I made a little painting on Sunday morning. Later we all went to the art supply store to get more paints and stickers and stuff. When I was finished with the little painting (which includes stickers:) I was excited because I thought it reminded me a lot of The Color Kittens, which we read almost every night. It's funny how these little books and their characters become such a part of your life. Our days and nights have a lot of books in them. They don't get photographed that much but they should, because I so don't want to forget them in the context of our sticker-covered, draw-on-your-face, pink-painted, Golden Book–filled days. I just don't ever have a camera when we're snuggled. "'Oh Angelina,'" I read, with great mama-drama, "'your dancing is nothing but a — '" "Nuisance!" yells delighted Amelia, not really able to pronounce the word, and not really knowing what it means, but maybe she does. Same with "arabesque." I'm amazed at the words it appears she understands. There are others. I need to think of them. I need to write this stuff down, and take some pictures of our little books. They're so good. I love these days.
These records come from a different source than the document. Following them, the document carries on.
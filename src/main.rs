use anyhow::Result;
use clap::Parser;
use expense_ledger::cli::Cli;
use tracing_subscriber::{
    Layer,
    filter::{EnvFilter, LevelFilter},
    layer::SubscriberExt,
    util::SubscriberInitExt,
};

#[tokio::main(flavor = "current_thread")]
async fn main() -> Result<()> {
    let cli = Cli::parse();
    setup_logging(cli.verbose);
    cli.run().await
}

/// Log to stderr so command output on stdout stays clean. `RUST_LOG` takes
/// precedence over `--verbose`.
fn setup_logging(verbose: bool) {
    let default_level = if verbose {
        LevelFilter::DEBUG
    } else {
        LevelFilter::WARN
    };
    let filter = EnvFilter::builder()
        .with_default_directive(default_level.into())
        .from_env_lossy();

    tracing_subscriber::registry()
        .with(
            tracing_subscriber::fmt::layer()
                .with_writer(std::io::stderr)
                .with_filter(filter),
        )
        .init();
}
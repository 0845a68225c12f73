use serde::{Deserialize, Serialize};

pub type CategoryId = i64;

/// Categories seeded on initialization. Insertion order fixes their ids,
/// so a fresh ledger always has Food = 1 through Miscellaneous = 6.
pub const DEFAULT_CATEGORIES: [&str; 6] = [
    "Food",
    "Transportation",
    "Utilities",
    "Entertainment",
    "Shopping",
    "Miscellaneous",
];

/// A named spending bucket. Categories are never renamed or removed.
#[derive(Debug, Clone, PartialEq, Eq, Serialize, Deserialize)]
pub struct Category {
    pub category_id: CategoryId,
    pub category_name: String,
}

impl Category {
    pub fn new(category_id: CategoryId, category_name: impl Into<String>) -> Self {
        Self {
            category_id,
            category_name: category_name.into(),
        }
    }

    /// Case-insensitive name comparison, so "food" selects "Food".
    pub fn matches_name(&self, name: &str) -> bool {
        self.category_name.eq_ignore_ascii_case(name.trim())
    }
}

impl std::fmt::Display for Category {
    fn fmt(&self, f: &mut std::fmt::Formatter<'_>) -> std::fmt::Result {
        write!(f, "{}", self.category_name)
    }
}

#[cfg(test)]
mod tests {
    use super::*;
    use std::collections::HashSet;

    #[test]
    fn test_default_categories_are_unique() {
        let names: HashSet<_> = DEFAULT_CATEGORIES.iter().collect();
        assert_eq!(names.len(), DEFAULT_CATEGORIES.len());
    }

    #[test]
    fn test_matches_name_ignores_case_and_padding() {
        let category = Category::new(1, "Food");
        assert!(category.matches_name("food"));
        assert!(category.matches_name(" FOOD "));
        assert!(!category.matches_name("Foods"));
    }
}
I make the WORST chocolate chip cookies. Recipe straight off the bag, and they suck in a different way every single time, time after time, year after year. I make pretty decent broccoli and bow ties. But who can't do that. That's all Ina. Maybe I should see if she has a chocolate-chip cookie recipe. I can't imagine she does not.

Suddenly obsessed with making a toy boat we can actually float on the casting pond this summer, and having a portrait painted of Amelia (any recommendations, let me know?). Isn't it weird how you just get these ideas all of a sudden and then they're all you can think of, when you're daydreaming? When you have time to think of these things? I feel like I have a different idea about something or other every week.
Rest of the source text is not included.